What this task involves: Could you copy, exactly as written, every line from the first line of the records through the one containing "for column in"?

══════════

//! Flattening of the result map into analysis tables.
//!
//! - `condition_N.csv`: one row per (persona, model) with columns
//!   `persona_id, model, condition` followed by one `{Scale}_{Subscale}_{QuestionID}`
//!   column per question in instrument order. Null values are empty cells.
//! - `summary.json` / `summary.csv`: expected, filled, errored and missing
//!   cells per condition and model.

use std::collections::{BTreeMap, HashMap, HashSet};
use std::path::{Path, PathBuf};

use chrono::{DateTime, Utc};
use serde::{Deserialize, Serialize};

use crate::condition::Condition;
use crate::errors::{ExportError, ResponseError};
use crate::instrument::InstrumentStore;
use crate::results::{ResultEntry, ResultMap};

const FIXED_COLUMNS: [&str; 3] = ["persona_id", "model", "condition"];

// ---------------------------------------------------------------------------
// Columns
// ---------------------------------------------------------------------------

/// One question column of a condition table.
#[derive(Debug, Clone, PartialEq, Eq, Hash, PartialOrd, Ord)]
pub struct Column {
    pub scale: String,
    pub subscale: String,
    pub question_id: String,
}

impl Column {
    pub fn header(&self) -> String {
        format!("{}_{}_{}", self.scale, self.subscale, self.question_id)
    }
}

fn question_columns(instruments: &InstrumentStore) -> Vec<Column> {
    instruments
        .questions()
        .map(|q| Column {
            scale: q.scale.name.clone(),
            subscale: q.subscale.name.clone(),
            question_id: q.question.id.clone(),
        })
        .collect()
}

/// Question columns in instrument declaration order.
///
/// Fails when two questions share a header, e.g. scale `A_B` with subscale
/// `C` and scale `A` with subscale `B_C`.
pub fn columns(instruments: &InstrumentStore) -> Result<Vec<Column>, ExportError> {
    let columns = question_columns(instruments);
    let mut seen = HashSet::new();
    for column in &columns {
        let header = column.header();
        if !seen.insert(header.clone()) {
            return Err(ExportError::DuplicateColumn { column: header });
        }
    }
    Ok(columns)
}

pub fn condition_file_name(condition: Condition) -> String {
    format!("{}.csv", condition.key())
}

fn csv_err(path: &Path) -> impl Fn(csv::Error) -> ExportError + '_ {
    move |source| ExportError::Csv {
        path: path.to_path_buf(),
        source,
    }
}

fn io_err(path: &Path) -> impl Fn(std::io::Error) -> ExportError + '_ {
    move |source| ExportError::Io {
        path: path.to_path_buf(),
        source,
    }
}

/// Entries ordered by persona id, then model.
fn sorted_entries(results: &ResultMap) -> Vec<&ResultEntry> {
    let mut entries: Vec<_> = results.entries().map(|(_, e)| e).collect();
    entries.sort_by(|a, b| (a.persona_id, &a.model).cmp(&(b.persona_id, &b.model)));
    entries
}

// ---------------------------------------------------------------------------
// Condition tables
// ---------------------------------------------------------------------------

/// Write one condition table. Returns the number of data rows.
pub fn write_condition_csv(
    results: &ResultMap,
    instruments: &InstrumentStore,
    condition: Condition,
    path: &Path,
) -> Result<usize, ExportError> {
    let columns = columns(instruments)?;
    let mut writer = csv::Writer::from_path(path).map_err(csv_err(path))?;

    let header = FIXED_COLUMNS
        .iter()
        .map(|c| c.to_string())
        .chain(columns.iter().map(Column::header));
    writer.write_record(header).map_err(csv_err(path))?;

    let key = condition.key();
    let mut rows = 0;
    for entry in sorted_entries(results) {
        let mut record = vec![entry.persona_id.to_string(), entry.model.clone(), key.clone()];
        record.extend(columns.iter().map(|c| {
            entry
                .value(condition, &c.scale, &c.subscale, &c.question_id)
                .map(|v| v.to_string())
                .unwrap_or_default()
        }));
        writer.write_record(&record).map_err(csv_err(path))?;
        rows += 1;
    }
    writer.flush().map_err(io_err(path))?;
    Ok(rows)
}

/// A row read back from a condition table.
#[derive(Debug, Clone, PartialEq, Eq)]
pub struct CsvRow {
    pub persona_id: u64,
    pub model: String,
    pub condition: Condition,
    pub values: BTreeMap<Column, Option<i64>>,
}

/// Read a condition table, mapping headers back to questions through the
/// instrument definitions.
pub fn read_condition_csv(path: &Path, instruments: &InstrumentStore) -> Result<Vec<CsvRow>, ExportError> {
    let by_header: HashMap<String, Column> = columns(instruments)?
        .into_iter()
        .map(|c| (c.header(), c))
        .collect();

    let mut reader = csv::Reader::from_path(path).map_err(csv_err(path))?;
    let headers = reader.headers().map_err(csv_err(path))?.clone();

    for (i, expected) in FIXED_COLUMNS.iter().enumerate() {
        if headers.get(i) != Some(*expected) {
            return Err(ExportError::UnknownColumn {
                path: path.to_path_buf(),
                column: headers.get(i).unwrap_or_default().to_string(),
            });
        }
    }
    let question_columns = headers
        .iter()
        .skip(FIXED_COLUMNS.len())
        .map(|h| {
            by_header.get(h).cloned().ok_or_else(|| ExportError::UnknownColumn {
                path: path.to_path_buf(),
                column: h.to_string(),
            })
        })
        .collect::<Result<Vec<_>, _>>()?;

    let invalid = |column: &str, value: &str| ExportError::InvalidValue {
        path: path.to_path_buf(),
        column: column.to_string(),
        value: value.to_string(),
    };

    let mut rows = Vec::new();
    for record in reader.records() {
        let record = record.map_err(csv_err(path))?;
        let field = |i: usize| record.get(i).unwrap_or_default();

        let persona_id = field(0)
            .parse::<u64>()
            .map_err(|_| invalid("persona_id", field(0)))?;
        let condition = Condition::from_key(field(2)).ok_or_else(|| invalid("condition", field(2)))?;

        let mut values = BTreeMap::new();
        for (offset, column) in question_columns.iter().enumerate() {
            let raw = field(FIXED_COLUMNS.len() + offset).trim();
            let value = if raw.is_empty() {
                None
            } else {
                Some(raw.parse::<i64>().map_err(|_| invalid(&column.header(), raw))?)
            };
            values.insert(column.clone(), value);
        }

        rows.push(CsvRow {
            persona_id,
            model: field(1).to_string(),
            condition,
            values,
        });
    }
    Ok(rows)
}

// ---------------------------------------------------------------------------
// Summary
// ---------------------------------------------------------------------------

#[derive(Debug, Clone, PartialEq, Eq, Serialize, Deserialize)]
pub struct ConditionSummary {
    pub condition: String,
    pub model: String,
    pub expected: usize,
    pub filled: usize,
    pub errors: BTreeMap<ResponseError, usize>,
    /// Expected cells with neither a value nor an error, e.g. after cancellation.
    pub missing: usize,
}

impl ConditionSummary {
    pub fn error_total(&self) -> usize {
        self.errors.values().sum()
    }
}

#[derive(Debug, Clone, PartialEq, Serialize, Deserialize)]
pub struct Summary {
    pub generated_at: DateTime<Utc>,
    pub rows: Vec<ConditionSummary>,
}

/// Completeness and validity counts per condition and model.
pub fn summarize(results: &ResultMap, instruments: &InstrumentStore, conditions: &[Condition]) -> Summary {
    let columns = question_columns(instruments);
    let mut by_model: BTreeMap<&str, Vec<&ResultEntry>> = BTreeMap::new();
    for (_, entry) in results.entries() {
        by_model.entry(entry.model.as_str()).or_default().push(entry);
    }

    let mut rows = Vec::new();
    for &condition in conditions {
        let key = condition.key();
        for (model, entries) in &by_model {
            let expected = entries.len() * columns.len();
            let mut filled = 0;
            let mut errors: BTreeMap<ResponseError, usize> = BTreeMap::new();
            for entry in entries {
                filled += columns
                    .iter()
                    .filter(|c| entry.value(condition, &c.scale, &c.subscale, &c.question_id).is_some())
                    .count();
                for e in entry.errors.get(&key).into_iter().flatten() {
                    *errors.entry(e.error).or_default() += 1;
                }
            }
            let errored: usize = errors.values().sum();
            rows.push(ConditionSummary {
                condition: key.clone(),
                model: model.to_string(),
                expected,
                filled,
                errors,
                missing: expected.saturating_sub(filled + errored),
            });
        }
    }

    Summary {
        generated_at: Utc::now(),
        rows,
    }
}

fn write_summary_csv(summary: &Summary, path: &Path) -> Result<(), ExportError> {
    let mut writer = csv::Writer::from_path(path).map_err(csv_err(path))?;
    let header = ["condition", "model", "expected", "filled", "missing"]
        .into_iter()
        .chain(ResponseError::ALL.iter().map(ResponseError::as_str));
    writer.write_record(header).map_err(csv_err(path))?;

    for row in &summary.rows {
        let record = [
            row.condition.clone(),
            row.model.clone(),
            row.expected.to_string(),
            row.filled.to_string(),
            row.missing.to_string(),
        ]
        .into_iter()
        .chain(
            ResponseError::ALL
                .iter()
                .map(|kind| row.errors.get(kind).copied().unwrap_or(0).to_string()),
        );
        writer.write_record(record).map_err(csv_err(path))?;
    }
    writer.flush().map_err(io_err(path))
}

/// Files produced by [`export`].
#[derive(Debug, Clone)]
pub struct ExportReport {
    pub files: Vec<PathBuf>,
    pub summary: Summary,
}

/// Write one table per condition plus the summary files into `out_dir`.
pub fn export(
    results: &ResultMap,
    instruments: &InstrumentStore,
    conditions: &[Condition],
    out_dir: &Path,
) -> Result<ExportReport, ExportError> {
    std::fs::create_dir_all(out_dir).map_err(io_err(out_dir))?;

    let mut files = Vec::new();
    for &condition in conditions {
        let path = out_dir.join(condition_file_name(condition));
        let rows = write_condition_csv(results, instruments, condition, &path)?;
        tracing::info!(%condition, rows, path = %path.display(), "wrote condition table");
        files.push(path);
    }

    let summary = summarize(results, instruments, conditions);
    for row in &summary.rows {
        tracing::info!(
            condition = %row.condition,
            model = %row.model,
            expected = row.expected,
            filled = row.filled,
            errors = row.error_total(),
            missing = row.missing,
            "summary"
        );
    }

    let json_path = out_dir.join("summary.json");
    let json = serde_json::to_string_pretty(&summary).map_err(|source| ExportError::Json {
        path: json_path.clone(),
        source,
    })?;
    std::fs::write(&json_path, json).map_err(io_err(&json_path))?;
    files.push(json_path);

    let csv_path = out_dir.join("summary.csv");
    write_summary_csv(&summary, &csv_path)?;
    files.push(csv_path);

    Ok(ExportReport { files, summary })
}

══════════

Solution to this exercise:
//! Flattening of the result map into analysis tables.
//!
//! - `condition_N.csv`: one row per (persona, model) with columns
//!   `persona_id, model, condition` followed by one `{Scale}_{Subscale}_{QuestionID}`
//!   column per question in instrument order. Null values are empty cells.
//! - `summary.json` / `summary.csv`: expected, filled, errored and missing
//!   cells per condition and model.

use std::collections::{BTreeMap, HashMap, HashSet};
use std::path::{Path, PathBuf};

use chrono::{DateTime, Utc};
use serde::{Deserialize, Serialize};

use crate::condition::Condition;
use crate::errors::{ExportError, ResponseError};
use crate::instrument::InstrumentStore;
use crate::results::{ResultEntry, ResultMap};

const FIXED_COLUMNS: [&str; 3] = ["persona_id", "model", "condition"];

// ---------------------------------------------------------------------------
// Columns
// ---------------------------------------------------------------------------

/// One question column of a condition table.
#[derive(Debug, Clone, PartialEq, Eq, Hash, PartialOrd, Ord)]
pub struct Column {
    pub scale: String,
    pub subscale: String,
    pub question_id: String,
}

impl Column {
    pub fn header(&self) -> String {
        format!("{}_{}_{}", self.scale, self.subscale, self.question_id)
    }
}

fn question_columns(instruments: &InstrumentStore) -> Vec<Column> {
    instruments
        .questions()
        .map(|q| Column {
            scale: q.scale.name.clone(),
            subscale: q.subscale.name.clone(),
            question_id: q.question.id.clone(),
        })
        .collect()
}

/// Question columns in instrument declaration order.
///
/// Fails when two questions share a header, e.g. scale `A_B` with subscale
/// `C` and scale `A` with subscale `B_C`.
pub fn columns(instruments: &InstrumentStore) -> Result<Vec<Column>, ExportError> {
    let columns = question_columns(instruments);
    let mut seen = HashSet::new();
    for column in &columns {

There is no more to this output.